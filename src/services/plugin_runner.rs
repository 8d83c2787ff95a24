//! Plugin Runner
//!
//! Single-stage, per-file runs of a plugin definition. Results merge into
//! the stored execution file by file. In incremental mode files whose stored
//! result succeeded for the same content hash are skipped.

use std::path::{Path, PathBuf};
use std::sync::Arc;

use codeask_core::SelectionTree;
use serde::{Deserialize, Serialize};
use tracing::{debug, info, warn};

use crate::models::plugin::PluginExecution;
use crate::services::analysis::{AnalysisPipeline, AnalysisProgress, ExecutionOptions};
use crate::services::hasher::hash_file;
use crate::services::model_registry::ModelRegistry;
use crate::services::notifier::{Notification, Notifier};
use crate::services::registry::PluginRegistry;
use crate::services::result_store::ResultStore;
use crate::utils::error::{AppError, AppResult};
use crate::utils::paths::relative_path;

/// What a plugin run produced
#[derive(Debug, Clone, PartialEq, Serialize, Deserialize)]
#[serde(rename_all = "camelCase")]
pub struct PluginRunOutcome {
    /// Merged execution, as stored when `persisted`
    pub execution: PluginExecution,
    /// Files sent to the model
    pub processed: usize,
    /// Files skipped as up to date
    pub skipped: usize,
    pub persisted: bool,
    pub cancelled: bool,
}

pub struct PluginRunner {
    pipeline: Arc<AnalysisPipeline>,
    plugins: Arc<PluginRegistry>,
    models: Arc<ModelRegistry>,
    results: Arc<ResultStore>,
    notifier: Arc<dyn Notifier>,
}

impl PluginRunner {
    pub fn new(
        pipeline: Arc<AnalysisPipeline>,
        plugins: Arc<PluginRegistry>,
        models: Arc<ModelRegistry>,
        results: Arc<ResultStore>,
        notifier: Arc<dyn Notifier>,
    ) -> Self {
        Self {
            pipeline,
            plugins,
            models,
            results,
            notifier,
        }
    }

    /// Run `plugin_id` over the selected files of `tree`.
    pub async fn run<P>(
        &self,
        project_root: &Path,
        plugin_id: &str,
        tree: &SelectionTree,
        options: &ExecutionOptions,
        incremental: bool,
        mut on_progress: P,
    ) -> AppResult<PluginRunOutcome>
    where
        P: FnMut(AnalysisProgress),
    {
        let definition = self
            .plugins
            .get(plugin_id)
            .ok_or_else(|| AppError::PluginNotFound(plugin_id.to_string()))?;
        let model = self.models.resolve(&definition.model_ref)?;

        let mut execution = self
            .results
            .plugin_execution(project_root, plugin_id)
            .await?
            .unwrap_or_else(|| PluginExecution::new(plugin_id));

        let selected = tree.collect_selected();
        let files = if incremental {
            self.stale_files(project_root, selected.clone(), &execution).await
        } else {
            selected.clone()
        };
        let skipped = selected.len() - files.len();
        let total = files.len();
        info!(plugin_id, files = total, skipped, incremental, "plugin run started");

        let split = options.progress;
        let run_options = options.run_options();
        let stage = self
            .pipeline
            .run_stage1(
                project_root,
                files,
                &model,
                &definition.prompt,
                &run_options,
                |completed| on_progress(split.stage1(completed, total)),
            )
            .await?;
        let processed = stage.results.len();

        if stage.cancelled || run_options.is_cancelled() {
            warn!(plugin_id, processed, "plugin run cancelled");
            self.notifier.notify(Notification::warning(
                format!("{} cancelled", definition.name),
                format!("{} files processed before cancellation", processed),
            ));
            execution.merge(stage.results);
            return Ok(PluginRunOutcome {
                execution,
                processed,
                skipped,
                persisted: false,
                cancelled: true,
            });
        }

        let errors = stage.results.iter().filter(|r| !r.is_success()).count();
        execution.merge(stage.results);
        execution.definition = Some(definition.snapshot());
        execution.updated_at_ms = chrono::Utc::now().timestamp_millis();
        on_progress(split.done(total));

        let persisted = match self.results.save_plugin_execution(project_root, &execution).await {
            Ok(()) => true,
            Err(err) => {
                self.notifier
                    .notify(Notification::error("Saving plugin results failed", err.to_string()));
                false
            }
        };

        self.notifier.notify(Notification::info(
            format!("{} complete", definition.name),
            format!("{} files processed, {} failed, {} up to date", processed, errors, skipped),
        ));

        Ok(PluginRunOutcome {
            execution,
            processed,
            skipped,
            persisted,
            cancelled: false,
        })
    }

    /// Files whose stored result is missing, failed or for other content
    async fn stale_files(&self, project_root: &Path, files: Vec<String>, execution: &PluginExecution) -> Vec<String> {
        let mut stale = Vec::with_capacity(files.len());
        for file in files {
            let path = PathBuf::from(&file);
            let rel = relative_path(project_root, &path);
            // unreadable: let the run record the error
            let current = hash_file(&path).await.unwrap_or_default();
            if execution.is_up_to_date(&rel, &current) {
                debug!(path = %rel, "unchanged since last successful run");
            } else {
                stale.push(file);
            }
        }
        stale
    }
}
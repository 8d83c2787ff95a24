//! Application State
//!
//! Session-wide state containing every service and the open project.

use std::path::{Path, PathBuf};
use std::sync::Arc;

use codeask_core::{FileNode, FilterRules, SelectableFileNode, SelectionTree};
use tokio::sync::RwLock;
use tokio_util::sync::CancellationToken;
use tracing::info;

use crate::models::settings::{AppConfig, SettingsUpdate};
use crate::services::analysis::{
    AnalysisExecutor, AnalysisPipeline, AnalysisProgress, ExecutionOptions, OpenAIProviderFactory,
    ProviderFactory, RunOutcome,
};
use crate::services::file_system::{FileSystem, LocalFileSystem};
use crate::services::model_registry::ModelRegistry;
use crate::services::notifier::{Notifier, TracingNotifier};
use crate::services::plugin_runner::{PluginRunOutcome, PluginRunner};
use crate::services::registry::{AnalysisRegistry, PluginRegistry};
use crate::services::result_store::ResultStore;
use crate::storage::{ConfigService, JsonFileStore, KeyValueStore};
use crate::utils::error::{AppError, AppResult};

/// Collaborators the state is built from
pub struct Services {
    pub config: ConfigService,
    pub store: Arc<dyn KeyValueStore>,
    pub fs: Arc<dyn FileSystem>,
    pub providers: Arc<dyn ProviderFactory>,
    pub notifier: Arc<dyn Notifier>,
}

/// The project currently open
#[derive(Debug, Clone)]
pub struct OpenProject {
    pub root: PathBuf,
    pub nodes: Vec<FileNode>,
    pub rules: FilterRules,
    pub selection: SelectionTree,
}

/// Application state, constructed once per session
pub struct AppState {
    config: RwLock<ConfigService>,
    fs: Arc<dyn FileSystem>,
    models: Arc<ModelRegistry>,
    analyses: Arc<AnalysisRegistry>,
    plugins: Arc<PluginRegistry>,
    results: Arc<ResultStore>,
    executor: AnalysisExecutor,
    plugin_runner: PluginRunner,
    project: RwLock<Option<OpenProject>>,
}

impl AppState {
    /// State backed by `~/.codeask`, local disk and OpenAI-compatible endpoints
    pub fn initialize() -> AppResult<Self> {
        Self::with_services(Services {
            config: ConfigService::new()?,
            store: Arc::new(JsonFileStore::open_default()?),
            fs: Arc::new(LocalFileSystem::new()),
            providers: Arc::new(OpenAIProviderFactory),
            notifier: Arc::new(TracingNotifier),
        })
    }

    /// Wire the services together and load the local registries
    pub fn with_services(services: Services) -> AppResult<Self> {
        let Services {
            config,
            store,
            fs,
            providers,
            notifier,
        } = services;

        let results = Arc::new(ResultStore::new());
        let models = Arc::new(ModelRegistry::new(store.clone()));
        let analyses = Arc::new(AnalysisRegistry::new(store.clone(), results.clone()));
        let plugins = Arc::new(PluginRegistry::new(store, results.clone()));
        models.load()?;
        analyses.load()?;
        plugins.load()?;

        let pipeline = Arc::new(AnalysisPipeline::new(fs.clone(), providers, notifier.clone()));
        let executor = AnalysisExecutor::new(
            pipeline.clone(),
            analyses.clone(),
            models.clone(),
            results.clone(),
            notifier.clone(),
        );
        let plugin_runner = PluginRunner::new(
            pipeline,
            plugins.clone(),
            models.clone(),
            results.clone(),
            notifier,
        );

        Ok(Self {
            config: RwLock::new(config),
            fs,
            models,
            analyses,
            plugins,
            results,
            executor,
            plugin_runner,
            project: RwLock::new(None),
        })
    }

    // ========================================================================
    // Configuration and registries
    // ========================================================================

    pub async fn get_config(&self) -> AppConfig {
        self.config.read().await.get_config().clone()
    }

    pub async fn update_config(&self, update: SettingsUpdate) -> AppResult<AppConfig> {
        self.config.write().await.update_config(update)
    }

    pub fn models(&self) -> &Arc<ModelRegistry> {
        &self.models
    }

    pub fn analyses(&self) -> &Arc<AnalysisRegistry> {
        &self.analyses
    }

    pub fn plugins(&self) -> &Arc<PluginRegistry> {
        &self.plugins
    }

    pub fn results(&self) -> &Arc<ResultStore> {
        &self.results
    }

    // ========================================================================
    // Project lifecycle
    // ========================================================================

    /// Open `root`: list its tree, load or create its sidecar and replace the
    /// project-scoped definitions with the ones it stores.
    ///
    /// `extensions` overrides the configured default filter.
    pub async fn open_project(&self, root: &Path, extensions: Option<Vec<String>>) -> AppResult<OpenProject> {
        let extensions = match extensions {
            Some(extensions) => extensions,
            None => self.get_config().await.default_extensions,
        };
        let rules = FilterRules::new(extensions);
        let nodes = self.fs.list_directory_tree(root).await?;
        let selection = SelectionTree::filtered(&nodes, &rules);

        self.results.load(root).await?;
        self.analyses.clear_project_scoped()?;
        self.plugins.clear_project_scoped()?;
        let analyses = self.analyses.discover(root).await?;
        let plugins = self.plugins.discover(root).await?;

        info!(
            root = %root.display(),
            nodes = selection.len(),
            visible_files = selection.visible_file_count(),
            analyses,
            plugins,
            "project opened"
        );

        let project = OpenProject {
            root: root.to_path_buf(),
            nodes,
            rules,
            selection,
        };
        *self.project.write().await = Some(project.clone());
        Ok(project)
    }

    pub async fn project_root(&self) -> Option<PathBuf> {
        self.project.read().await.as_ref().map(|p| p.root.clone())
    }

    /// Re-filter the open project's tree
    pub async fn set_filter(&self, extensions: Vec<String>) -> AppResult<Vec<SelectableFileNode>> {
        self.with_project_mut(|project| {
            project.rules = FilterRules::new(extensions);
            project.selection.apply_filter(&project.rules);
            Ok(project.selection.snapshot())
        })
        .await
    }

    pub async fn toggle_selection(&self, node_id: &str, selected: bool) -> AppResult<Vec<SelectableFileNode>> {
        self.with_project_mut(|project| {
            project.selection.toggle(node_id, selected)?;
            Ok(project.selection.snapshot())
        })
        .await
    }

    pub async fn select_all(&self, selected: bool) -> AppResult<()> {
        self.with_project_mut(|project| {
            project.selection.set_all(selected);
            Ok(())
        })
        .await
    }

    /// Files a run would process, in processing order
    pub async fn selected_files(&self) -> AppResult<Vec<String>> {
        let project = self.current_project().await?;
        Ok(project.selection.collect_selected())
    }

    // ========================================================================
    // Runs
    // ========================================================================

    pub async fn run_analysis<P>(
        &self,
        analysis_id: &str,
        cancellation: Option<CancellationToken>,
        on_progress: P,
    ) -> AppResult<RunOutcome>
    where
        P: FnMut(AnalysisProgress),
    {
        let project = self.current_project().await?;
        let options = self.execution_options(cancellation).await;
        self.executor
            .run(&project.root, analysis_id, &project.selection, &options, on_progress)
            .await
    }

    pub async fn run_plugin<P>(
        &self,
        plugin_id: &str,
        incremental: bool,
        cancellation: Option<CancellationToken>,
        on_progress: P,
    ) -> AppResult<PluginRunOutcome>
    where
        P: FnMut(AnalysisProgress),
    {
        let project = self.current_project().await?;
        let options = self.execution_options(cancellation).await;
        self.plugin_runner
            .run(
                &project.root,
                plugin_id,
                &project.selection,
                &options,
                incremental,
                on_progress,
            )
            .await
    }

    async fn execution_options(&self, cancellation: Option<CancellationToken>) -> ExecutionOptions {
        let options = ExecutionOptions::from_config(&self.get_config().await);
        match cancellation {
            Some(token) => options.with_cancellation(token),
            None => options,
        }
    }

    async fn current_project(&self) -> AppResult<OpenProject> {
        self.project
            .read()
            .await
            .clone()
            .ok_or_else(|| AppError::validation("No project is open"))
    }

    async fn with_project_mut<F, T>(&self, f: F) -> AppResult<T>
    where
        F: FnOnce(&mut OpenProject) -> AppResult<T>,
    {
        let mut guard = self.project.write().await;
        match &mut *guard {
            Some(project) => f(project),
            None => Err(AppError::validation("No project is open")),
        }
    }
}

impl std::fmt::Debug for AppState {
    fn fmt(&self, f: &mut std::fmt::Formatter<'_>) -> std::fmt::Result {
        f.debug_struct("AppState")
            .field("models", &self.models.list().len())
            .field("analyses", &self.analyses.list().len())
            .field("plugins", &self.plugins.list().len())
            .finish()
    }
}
________________
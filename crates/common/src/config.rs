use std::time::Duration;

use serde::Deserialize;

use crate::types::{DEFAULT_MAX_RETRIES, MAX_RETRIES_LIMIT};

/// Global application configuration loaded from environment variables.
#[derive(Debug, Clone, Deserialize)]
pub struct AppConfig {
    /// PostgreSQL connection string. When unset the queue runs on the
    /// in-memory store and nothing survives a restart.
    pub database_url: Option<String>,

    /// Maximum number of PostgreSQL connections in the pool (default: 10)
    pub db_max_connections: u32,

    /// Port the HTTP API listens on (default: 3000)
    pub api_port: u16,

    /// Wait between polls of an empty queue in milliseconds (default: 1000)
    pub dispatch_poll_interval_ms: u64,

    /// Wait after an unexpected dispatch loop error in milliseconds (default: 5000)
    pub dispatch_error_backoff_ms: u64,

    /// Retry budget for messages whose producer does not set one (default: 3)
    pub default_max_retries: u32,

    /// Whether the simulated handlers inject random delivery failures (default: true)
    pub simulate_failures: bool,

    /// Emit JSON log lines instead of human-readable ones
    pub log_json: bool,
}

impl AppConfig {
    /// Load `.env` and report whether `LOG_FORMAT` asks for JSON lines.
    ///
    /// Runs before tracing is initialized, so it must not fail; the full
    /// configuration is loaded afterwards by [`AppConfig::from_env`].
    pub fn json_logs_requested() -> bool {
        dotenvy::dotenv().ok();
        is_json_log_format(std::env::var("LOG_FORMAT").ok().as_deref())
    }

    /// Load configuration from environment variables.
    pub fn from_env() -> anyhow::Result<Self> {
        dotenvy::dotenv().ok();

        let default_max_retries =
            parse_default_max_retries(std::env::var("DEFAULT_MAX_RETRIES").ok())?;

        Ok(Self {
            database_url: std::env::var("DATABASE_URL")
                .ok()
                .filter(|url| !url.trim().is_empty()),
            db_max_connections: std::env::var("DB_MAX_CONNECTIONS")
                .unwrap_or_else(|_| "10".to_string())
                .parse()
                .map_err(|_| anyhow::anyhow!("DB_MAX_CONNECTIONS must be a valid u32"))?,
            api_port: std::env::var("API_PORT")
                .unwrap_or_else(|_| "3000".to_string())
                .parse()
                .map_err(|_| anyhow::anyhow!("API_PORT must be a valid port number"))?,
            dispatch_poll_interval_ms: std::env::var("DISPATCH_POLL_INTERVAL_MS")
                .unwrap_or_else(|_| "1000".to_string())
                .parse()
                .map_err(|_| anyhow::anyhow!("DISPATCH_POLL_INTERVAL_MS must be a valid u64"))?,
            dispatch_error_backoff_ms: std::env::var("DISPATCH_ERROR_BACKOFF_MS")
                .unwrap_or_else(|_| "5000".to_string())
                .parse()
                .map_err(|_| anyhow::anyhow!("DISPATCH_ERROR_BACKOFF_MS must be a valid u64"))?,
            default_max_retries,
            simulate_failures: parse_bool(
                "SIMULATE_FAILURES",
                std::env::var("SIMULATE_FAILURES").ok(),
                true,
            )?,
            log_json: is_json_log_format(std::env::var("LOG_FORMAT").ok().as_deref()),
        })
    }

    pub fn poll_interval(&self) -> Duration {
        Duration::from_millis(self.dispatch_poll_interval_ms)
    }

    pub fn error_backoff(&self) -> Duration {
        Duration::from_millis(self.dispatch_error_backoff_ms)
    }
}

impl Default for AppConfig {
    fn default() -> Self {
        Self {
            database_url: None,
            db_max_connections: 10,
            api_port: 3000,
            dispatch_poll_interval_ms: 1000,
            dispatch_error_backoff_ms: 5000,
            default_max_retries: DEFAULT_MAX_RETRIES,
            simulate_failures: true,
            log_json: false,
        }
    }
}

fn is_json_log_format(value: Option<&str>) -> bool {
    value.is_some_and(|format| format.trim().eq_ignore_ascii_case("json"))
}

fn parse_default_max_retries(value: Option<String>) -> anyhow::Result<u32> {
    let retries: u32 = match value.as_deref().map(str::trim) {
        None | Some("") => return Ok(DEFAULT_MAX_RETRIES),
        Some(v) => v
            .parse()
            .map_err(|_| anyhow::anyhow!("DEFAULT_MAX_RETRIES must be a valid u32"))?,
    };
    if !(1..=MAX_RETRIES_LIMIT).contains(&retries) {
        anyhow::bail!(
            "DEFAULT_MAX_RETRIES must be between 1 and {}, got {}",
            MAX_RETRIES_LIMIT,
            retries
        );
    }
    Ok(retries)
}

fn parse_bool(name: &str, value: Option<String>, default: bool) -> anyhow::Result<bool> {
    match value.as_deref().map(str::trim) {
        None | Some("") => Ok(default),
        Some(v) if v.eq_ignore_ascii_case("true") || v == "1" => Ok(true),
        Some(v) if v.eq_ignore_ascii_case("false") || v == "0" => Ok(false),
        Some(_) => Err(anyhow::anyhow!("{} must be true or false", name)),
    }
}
________________
[TASK DETAILS]
Look above for the line holding "filename src/services/plugin_runner.rs" and the line holding "use crate::services::hasher::hash_file;", then output exactly those two lines and every line between them, nothing more.

[YOUR SOLUTION]
filename src/services/plugin_runner.rs
repository 8d83c2787ff95a24
//! Plugin Runner
//!
//! Single-stage, per-file runs of a plugin definition. Results merge into
//! the stored execution file by file. In incremental mode files whose stored
//! result succeeded for the same content hash are skipped.

use std::path::{Path, PathBuf};
use std::sync::Arc;

use codeask_core::SelectionTree;
use serde::{Deserialize, Serialize};
use tracing::{debug, info, warn};

use crate::models::plugin::PluginExecution;
use crate::services::analysis::{AnalysisPipeline, AnalysisProgress, ExecutionOptions};
use crate::services::hasher::hash_file;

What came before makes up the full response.